The curator, Dr. Liana Lupas, pointed out the Modern
American Bible, a New Testament translation by Frank S. Ballentine,
published as the 19th century was drawing to a close. One suspects that Mr. Ballentine’s labors were influenced by a commitment to Prohibition, then a hot cause among many American Protestants; his translation of Luke 5:30 has the Pharisees inveighing against Jesus’ eating with “saloon-keepers and prostitutes,” where the original Greek clearly indicates “tax collectors and sinners.”

Then there was the translation by Julia Evelina Smith (1792-1886), the only woman ever to have translated the entire Bible by herself. Miss Smith was unhappy with the King James Bible (which strikes me as the only great work of art ever produced by a committee); to her mind, the Authorized Version did not hew closely enough to the original Hebrew and Greek, a putative fault she intended to repair in her own Bible.

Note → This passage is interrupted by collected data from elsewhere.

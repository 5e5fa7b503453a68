use anyhow::Result;
use clap::{Parser, Subcommand, ValueEnum};
use tracing::debug;

mod commands;

#[derive(Parser)]
#[command(name = "scd")]
#[command(about = "SCD type 2 snapshot reconciliation", long_about = None)]
struct Cli {
    #[command(subcommand)]
    cmd: Commands,
}

#[derive(Subcommand)]
enum Commands {
    /// Compute layered config hash + print canonical JSON
    ConfigHash {
        /// Paths in merge order (base -> overlays)
        #[arg(required = true)]
        paths: Vec<String>,
    },

    /// Validate a table config and print its resolved settings
    Check {
        /// Layered config paths in merge order
        #[arg(long = "config", required = true)]
        config_paths: Vec<String>,

        /// Treat config keys nothing reads as an error
        #[arg(long, default_value_t = false)]
        fail_unused: bool,
    },

    /// Sync dated snapshot files into an in-memory table and print the
    /// resulting intervals. No database involved.
    Replay {
        #[arg(long = "config", required = true)]
        config_paths: Vec<String>,

        /// DATE=PATH, applied in the order given
        #[arg(long = "sync", required = true)]
        syncs: Vec<String>,

        /// Input format; inferred from the file extension when omitted
        #[arg(long, value_enum)]
        format: Option<InputFormat>,

        /// Also print the reconstructed snapshot for this date
        #[arg(long)]
        get: Option<String>,
    },

    /// Sync one snapshot file into the Postgres table
    Sync {
        #[arg(long = "config", required = true)]
        config_paths: Vec<String>,

        /// As-of date of the snapshot (YYYY-MM-DD)
        #[arg(long)]
        date: String,

        /// CSV or JSON records file
        #[arg(long)]
        input: String,

        #[arg(long, value_enum)]
        format: Option<InputFormat>,
    },

    /// Print the snapshot as of a date, as CSV
    Get {
        #[arg(long = "config", required = true)]
        config_paths: Vec<String>,

        #[arg(long)]
        date: String,
    },

    /// Print every synced date, ascending
    Dates {
        #[arg(long = "config", required = true)]
        config_paths: Vec<String>,
    },

    /// Database commands
    Db {
        #[command(subcommand)]
        cmd: DbCmd,
    },
}

#[derive(Subcommand)]
enum DbCmd {
    /// Connectivity and table presence
    Status {
        #[arg(long = "config", required = true)]
        config_paths: Vec<String>,
    },

    /// Create the table and its sync log (and presence table). Idempotent.
    Init {
        #[arg(long = "config", required = true)]
        config_paths: Vec<String>,
    },
}

#[derive(Clone, Copy, Debug, PartialEq, Eq, ValueEnum)]
pub enum InputFormat {
    Csv,
    Json,
}

#[tokio::main]
async fn main() -> Result<()> {
    // Dev-time convenience: a missing file is fine.
    let _ = dotenvy::from_filename(".env.local");
    init_tracing();

    let cli = Cli::parse();

    match cli.cmd {
        Commands::ConfigHash { paths } => {
            let path_refs: Vec<&str> = paths.iter().map(|s| s.as_str()).collect();
            let loaded = scd_config::load_layered_yaml(&path_refs)?;
            println!("config_hash={}", loaded.config_hash);
            println!("{}", loaded.canonical_json);
        }

        Commands::Check {
            config_paths,
            fail_unused,
        } => commands::check(&config_paths, fail_unused)?,

        Commands::Replay {
            config_paths,
            syncs,
            format,
            get,
        } => commands::replay::replay(&config_paths, &syncs, format, get.as_deref())?,

        Commands::Sync {
            config_paths,
            date,
            input,
            format,
        } => commands::table::sync(&config_paths, &date, &input, format).await?,

        Commands::Get { config_paths, date } => commands::table::get(&config_paths, &date).await?,

        Commands::Dates { config_paths } => commands::table::dates(&config_paths).await?,

        Commands::Db { cmd } => match cmd {
            DbCmd::Status { config_paths } => commands::table::status(&config_paths).await?,
            DbCmd::Init { config_paths } => commands::table::init(&config_paths).await?,
        },
    }

    debug!("done");
    Ok(())
}

fn init_tracing() {
    // Logs go to stderr; stdout carries command output only.
    tracing_subscriber::fmt()
        .with_writer(std::io::stderr)
        .with_env_filter(
            tracing_subscriber::EnvFilter::try_from_default_env().unwrap_or_else(|_| "info".into()),
        )
        .init();
}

That her literal, word-for-word translation was not altogether successful is suggested by her rendering of Proverbs 15:17: “Good a ration of herbs and love there, above an ox of the stall and hatred with it.” (Which, in case you’re lost, King James’s committeemen translated, “Better is a dinner of herbs where love is, then a stalled ox and hatred therewith.”)

U.S. Catholics are unhappily familiar with unappealing biblical translations, for we are regularly subjected at Mass to the supremely clunky vocabulary, syntax, and cadences of the Revised New American Bible (RNAB), as further gelded to satisfy the more perfervid American Catholic feminists. The results of the latter preoccupation are clear in the butchery of 1 Corinthians 13:1, where what the Revised Standard Version (RSV) renders euphonically (“If I speak in the tongues of men and of angels . . . ”), the RNAB Lectionary renders as if its primary audience were the editors of the neo-bolshevik Chicago Manual of Style : “If I speak with human and angelic tongues . . . ”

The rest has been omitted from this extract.